• WHAT THE TASK REQUIRES
Each line from the beginning of the entries below through the line that includes "that was never" must be returned exactly as given.

[[ SUPPLIED RECORDS open ]]

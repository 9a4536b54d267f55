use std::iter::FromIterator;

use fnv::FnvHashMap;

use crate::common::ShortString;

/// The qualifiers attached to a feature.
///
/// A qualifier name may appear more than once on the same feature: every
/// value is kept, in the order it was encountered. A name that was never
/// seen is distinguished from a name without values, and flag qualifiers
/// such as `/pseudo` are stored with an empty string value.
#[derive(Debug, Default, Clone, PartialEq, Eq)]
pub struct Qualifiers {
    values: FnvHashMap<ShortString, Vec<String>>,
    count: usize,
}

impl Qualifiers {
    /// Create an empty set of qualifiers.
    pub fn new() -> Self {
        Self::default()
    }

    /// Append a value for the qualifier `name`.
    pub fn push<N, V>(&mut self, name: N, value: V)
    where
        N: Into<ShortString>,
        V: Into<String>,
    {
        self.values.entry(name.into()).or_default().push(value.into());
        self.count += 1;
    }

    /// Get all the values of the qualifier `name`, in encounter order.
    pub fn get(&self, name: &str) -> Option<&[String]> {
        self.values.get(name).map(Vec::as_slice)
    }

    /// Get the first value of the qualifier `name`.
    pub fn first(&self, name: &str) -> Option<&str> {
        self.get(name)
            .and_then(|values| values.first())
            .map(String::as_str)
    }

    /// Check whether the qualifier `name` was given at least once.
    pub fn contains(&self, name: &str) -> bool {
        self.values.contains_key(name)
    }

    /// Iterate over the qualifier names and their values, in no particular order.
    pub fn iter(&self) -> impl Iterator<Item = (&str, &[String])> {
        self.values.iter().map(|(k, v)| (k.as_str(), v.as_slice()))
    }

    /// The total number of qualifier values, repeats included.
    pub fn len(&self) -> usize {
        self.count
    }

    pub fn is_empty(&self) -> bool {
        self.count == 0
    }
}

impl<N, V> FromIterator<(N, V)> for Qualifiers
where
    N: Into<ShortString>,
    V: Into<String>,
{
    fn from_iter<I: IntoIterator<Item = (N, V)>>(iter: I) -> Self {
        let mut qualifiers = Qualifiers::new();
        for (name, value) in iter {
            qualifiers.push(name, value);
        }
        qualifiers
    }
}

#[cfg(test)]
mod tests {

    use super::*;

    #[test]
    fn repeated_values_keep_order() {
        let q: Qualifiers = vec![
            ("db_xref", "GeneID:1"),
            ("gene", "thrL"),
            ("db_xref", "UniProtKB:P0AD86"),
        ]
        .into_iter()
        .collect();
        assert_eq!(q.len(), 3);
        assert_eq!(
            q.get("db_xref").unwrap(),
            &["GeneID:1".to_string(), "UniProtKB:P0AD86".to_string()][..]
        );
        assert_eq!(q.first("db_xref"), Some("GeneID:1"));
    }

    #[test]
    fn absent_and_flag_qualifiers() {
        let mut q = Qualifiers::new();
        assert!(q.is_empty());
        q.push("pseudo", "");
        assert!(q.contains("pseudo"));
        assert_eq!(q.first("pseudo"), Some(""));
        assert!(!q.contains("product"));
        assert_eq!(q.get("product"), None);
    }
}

[[ SUPPLIED RECORDS closed ]]

• ANSWER BOX
repository 9a4536b54d267f55
use std::iter::FromIterator;

use fnv::FnvHashMap;

use crate::common::ShortString;

/// The qualifiers attached to a feature.
///
/// A qualifier name may appear more than once on the same feature: every
/// value is kept, in the order it was encountered. A name that was never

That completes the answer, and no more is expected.